[Stored data]

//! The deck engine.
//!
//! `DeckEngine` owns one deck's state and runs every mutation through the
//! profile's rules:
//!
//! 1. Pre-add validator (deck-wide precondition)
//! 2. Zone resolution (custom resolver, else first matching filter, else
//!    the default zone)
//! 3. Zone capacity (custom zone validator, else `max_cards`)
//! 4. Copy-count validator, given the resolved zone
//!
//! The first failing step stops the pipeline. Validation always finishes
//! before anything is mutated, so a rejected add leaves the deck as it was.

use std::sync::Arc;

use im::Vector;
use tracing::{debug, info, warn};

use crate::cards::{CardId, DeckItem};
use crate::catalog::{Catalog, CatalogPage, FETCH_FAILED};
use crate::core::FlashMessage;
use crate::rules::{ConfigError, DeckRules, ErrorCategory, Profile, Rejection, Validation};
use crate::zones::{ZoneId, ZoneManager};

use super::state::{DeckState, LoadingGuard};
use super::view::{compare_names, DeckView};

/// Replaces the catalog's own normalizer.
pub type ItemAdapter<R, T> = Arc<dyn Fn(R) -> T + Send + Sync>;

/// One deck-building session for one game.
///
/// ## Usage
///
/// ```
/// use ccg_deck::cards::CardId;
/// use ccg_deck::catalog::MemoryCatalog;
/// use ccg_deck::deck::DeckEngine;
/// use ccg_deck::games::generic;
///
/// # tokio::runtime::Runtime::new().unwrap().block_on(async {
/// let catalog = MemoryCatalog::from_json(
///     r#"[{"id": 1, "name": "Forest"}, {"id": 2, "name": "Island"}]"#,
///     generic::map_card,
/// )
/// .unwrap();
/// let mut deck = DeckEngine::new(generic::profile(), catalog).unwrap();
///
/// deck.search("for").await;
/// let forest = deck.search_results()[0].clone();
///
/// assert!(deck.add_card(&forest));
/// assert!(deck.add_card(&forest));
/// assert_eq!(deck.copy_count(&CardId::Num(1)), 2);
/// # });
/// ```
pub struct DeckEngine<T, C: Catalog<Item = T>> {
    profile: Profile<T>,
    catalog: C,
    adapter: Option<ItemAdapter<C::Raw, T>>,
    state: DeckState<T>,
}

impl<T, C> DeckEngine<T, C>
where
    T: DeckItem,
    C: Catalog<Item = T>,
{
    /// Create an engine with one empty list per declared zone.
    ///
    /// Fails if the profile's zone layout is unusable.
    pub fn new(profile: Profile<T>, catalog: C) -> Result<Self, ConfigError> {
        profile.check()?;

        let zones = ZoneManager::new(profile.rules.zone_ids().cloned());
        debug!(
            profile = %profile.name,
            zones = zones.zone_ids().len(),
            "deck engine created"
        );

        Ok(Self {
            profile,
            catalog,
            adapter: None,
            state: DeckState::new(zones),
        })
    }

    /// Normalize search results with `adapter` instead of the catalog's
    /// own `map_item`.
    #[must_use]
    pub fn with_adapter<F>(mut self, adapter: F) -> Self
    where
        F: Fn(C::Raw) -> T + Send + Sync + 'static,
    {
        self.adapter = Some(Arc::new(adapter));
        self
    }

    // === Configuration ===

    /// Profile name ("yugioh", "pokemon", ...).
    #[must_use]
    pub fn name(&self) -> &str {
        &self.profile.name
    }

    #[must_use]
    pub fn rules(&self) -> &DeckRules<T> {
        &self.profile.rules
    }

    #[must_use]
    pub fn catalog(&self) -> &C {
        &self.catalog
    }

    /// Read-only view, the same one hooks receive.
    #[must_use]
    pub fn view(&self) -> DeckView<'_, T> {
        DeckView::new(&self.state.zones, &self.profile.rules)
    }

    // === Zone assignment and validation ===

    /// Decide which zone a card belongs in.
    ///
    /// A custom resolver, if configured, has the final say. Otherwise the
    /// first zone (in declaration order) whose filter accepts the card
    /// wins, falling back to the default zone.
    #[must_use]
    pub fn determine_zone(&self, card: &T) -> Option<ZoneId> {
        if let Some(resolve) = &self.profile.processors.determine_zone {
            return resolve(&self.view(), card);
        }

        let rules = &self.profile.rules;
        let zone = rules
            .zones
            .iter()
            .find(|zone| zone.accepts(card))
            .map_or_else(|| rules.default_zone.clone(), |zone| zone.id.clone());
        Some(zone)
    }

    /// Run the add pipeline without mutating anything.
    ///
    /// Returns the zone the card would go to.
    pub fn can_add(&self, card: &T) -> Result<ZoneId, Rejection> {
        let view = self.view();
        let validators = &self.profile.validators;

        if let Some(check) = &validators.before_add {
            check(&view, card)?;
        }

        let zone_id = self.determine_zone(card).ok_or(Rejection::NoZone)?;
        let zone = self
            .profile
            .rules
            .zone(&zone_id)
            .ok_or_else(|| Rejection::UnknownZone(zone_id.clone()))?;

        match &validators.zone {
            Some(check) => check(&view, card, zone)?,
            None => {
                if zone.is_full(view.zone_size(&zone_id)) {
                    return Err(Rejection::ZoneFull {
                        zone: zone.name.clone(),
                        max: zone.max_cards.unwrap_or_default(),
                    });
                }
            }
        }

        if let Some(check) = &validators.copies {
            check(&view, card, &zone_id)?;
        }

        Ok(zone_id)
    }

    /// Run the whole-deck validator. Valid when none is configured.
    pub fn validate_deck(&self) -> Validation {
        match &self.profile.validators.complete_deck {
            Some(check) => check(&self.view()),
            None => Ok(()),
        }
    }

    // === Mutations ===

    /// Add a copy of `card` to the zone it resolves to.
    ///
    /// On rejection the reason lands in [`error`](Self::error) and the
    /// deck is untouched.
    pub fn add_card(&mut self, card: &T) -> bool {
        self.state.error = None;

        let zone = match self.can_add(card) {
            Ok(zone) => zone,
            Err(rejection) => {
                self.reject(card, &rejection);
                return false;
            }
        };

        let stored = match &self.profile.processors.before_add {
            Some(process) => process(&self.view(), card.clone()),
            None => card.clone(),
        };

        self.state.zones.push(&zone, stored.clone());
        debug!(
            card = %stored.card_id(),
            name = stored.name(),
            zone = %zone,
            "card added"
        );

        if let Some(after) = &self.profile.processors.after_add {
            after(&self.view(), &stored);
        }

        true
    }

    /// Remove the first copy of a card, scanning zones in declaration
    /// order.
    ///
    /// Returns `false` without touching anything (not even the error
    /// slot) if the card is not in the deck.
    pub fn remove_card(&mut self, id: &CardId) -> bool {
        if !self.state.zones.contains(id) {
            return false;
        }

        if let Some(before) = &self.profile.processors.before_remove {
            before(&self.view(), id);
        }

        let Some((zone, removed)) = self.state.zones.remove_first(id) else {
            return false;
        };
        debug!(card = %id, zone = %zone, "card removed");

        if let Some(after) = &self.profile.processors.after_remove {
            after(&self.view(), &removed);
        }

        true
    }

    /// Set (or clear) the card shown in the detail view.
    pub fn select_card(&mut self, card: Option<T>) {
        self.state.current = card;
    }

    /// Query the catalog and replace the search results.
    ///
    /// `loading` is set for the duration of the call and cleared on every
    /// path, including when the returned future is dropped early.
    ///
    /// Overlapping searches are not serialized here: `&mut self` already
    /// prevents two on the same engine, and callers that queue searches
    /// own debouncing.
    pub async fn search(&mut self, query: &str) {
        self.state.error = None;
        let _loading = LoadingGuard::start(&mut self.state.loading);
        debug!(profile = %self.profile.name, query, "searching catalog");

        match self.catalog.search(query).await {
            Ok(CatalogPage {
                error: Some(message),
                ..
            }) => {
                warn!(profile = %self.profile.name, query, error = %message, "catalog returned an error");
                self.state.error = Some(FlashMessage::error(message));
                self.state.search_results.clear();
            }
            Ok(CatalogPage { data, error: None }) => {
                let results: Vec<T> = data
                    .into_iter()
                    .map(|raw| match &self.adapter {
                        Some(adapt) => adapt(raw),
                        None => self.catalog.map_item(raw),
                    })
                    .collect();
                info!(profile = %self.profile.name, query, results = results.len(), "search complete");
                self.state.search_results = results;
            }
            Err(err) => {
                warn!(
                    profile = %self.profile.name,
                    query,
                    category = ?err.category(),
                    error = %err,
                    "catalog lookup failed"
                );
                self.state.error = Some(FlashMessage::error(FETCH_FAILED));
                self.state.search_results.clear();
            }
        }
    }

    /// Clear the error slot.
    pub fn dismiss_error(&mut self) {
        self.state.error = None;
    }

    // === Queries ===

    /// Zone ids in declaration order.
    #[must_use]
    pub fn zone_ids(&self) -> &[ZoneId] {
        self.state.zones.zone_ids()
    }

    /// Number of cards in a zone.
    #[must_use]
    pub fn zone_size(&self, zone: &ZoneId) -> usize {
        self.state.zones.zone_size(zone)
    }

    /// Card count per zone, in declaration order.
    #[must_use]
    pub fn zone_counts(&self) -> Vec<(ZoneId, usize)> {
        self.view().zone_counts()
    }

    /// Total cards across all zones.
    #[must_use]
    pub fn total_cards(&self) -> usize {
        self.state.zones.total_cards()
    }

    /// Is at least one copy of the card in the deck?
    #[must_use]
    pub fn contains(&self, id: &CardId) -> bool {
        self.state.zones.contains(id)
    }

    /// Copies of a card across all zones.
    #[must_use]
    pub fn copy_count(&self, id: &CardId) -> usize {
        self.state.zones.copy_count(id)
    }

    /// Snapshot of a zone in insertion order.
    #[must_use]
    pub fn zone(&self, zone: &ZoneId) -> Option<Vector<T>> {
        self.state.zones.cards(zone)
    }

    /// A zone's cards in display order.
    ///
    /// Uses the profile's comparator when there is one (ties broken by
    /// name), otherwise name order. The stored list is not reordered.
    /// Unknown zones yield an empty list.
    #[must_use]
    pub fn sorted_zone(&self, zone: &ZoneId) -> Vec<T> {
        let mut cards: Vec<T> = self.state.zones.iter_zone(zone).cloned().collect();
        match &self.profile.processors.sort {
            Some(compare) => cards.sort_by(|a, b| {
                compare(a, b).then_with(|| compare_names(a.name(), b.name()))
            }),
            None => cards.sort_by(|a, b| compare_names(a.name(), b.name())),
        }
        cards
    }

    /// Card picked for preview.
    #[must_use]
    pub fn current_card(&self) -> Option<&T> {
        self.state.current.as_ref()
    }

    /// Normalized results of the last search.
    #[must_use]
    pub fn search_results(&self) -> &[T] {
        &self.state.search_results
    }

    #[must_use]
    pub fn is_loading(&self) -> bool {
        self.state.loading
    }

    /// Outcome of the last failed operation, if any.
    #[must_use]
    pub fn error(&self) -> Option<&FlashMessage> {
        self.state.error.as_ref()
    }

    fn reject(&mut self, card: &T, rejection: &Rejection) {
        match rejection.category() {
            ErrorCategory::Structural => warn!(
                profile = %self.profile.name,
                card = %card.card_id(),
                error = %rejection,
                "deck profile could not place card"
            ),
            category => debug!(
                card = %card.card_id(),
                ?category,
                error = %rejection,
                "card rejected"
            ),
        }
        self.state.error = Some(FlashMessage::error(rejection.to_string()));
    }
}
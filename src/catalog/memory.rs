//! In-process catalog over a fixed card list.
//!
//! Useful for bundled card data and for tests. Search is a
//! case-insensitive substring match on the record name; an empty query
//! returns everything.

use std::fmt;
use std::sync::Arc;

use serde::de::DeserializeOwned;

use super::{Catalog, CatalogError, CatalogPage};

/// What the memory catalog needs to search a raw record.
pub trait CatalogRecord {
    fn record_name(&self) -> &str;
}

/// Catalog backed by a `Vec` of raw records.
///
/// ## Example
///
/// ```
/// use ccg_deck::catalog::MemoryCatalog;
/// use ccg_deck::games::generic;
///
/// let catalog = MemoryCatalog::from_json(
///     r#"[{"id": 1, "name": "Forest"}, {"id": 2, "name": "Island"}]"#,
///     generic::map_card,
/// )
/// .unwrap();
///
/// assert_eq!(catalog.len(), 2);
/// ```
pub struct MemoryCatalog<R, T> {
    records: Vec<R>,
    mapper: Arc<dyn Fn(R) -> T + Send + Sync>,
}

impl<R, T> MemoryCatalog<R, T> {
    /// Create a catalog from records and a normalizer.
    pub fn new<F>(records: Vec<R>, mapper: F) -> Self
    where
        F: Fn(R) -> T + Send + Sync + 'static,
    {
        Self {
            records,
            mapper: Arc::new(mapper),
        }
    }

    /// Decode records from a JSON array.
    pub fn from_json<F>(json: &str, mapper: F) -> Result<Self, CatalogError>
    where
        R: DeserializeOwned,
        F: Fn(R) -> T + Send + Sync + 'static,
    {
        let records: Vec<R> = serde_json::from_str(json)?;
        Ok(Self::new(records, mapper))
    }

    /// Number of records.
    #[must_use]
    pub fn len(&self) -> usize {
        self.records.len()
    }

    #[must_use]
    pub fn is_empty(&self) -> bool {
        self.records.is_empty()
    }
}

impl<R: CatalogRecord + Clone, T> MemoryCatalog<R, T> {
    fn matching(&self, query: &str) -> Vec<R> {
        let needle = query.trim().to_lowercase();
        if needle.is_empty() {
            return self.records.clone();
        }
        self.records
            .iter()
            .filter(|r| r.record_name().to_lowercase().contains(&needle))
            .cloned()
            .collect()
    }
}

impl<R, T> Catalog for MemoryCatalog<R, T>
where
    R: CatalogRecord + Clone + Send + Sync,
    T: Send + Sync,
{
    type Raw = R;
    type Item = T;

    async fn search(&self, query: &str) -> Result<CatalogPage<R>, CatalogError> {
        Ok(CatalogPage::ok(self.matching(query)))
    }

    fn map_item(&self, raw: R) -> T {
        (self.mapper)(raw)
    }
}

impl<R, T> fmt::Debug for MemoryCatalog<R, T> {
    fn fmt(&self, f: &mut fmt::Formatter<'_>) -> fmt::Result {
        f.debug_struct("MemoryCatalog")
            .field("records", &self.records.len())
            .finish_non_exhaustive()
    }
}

> _YOUR GOAL_
Extract exactly and only the lines above from the line containing "accepts the card" through the line containing "On rejection the", both end lines included.

> _ANSWER BOX_
    /// first zone (in declaration order) whose filter accepts the card
    /// wins, falling back to the default zone.
    #[must_use]
    pub fn determine_zone(&self, card: &T) -> Option<ZoneId> {
        if let Some(resolve) = &self.profile.processors.determine_zone {
            return resolve(&self.view(), card);
        }

        let rules = &self.profile.rules;
        let zone = rules
            .zones
            .iter()
            .find(|zone| zone.accepts(card))
            .map_or_else(|| rules.default_zone.clone(), |zone| zone.id.clone());
        Some(zone)
    }

    /// Run the add pipeline without mutating anything.
    ///
    /// Returns the zone the card would go to.
    pub fn can_add(&self, card: &T) -> Result<ZoneId, Rejection> {
        let view = self.view();
        let validators = &self.profile.validators;

        if let Some(check) = &validators.before_add {
            check(&view, card)?;
        }

        let zone_id = self.determine_zone(card).ok_or(Rejection::NoZone)?;
        let zone = self
            .profile
            .rules
            .zone(&zone_id)
            .ok_or_else(|| Rejection::UnknownZone(zone_id.clone()))?;

        match &validators.zone {
            Some(check) => check(&view, card, zone)?,
            None => {
                if zone.is_full(view.zone_size(&zone_id)) {
                    return Err(Rejection::ZoneFull {
                        zone: zone.name.clone(),
                        max: zone.max_cards.unwrap_or_default(),
                    });
                }
            }
        }

        if let Some(check) = &validators.copies {
            check(&view, card, &zone_id)?;
        }

        Ok(zone_id)
    }

    /// Run the whole-deck validator. Valid when none is configured.
    pub fn validate_deck(&self) -> Validation {
        match &self.profile.validators.complete_deck {
            Some(check) => check(&self.view()),
            None => Ok(()),
        }
    }

    // === Mutations ===

    /// Add a copy of `card` to the zone it resolves to.
    ///
    /// On rejection the reason lands in [`error`](Self::error) and the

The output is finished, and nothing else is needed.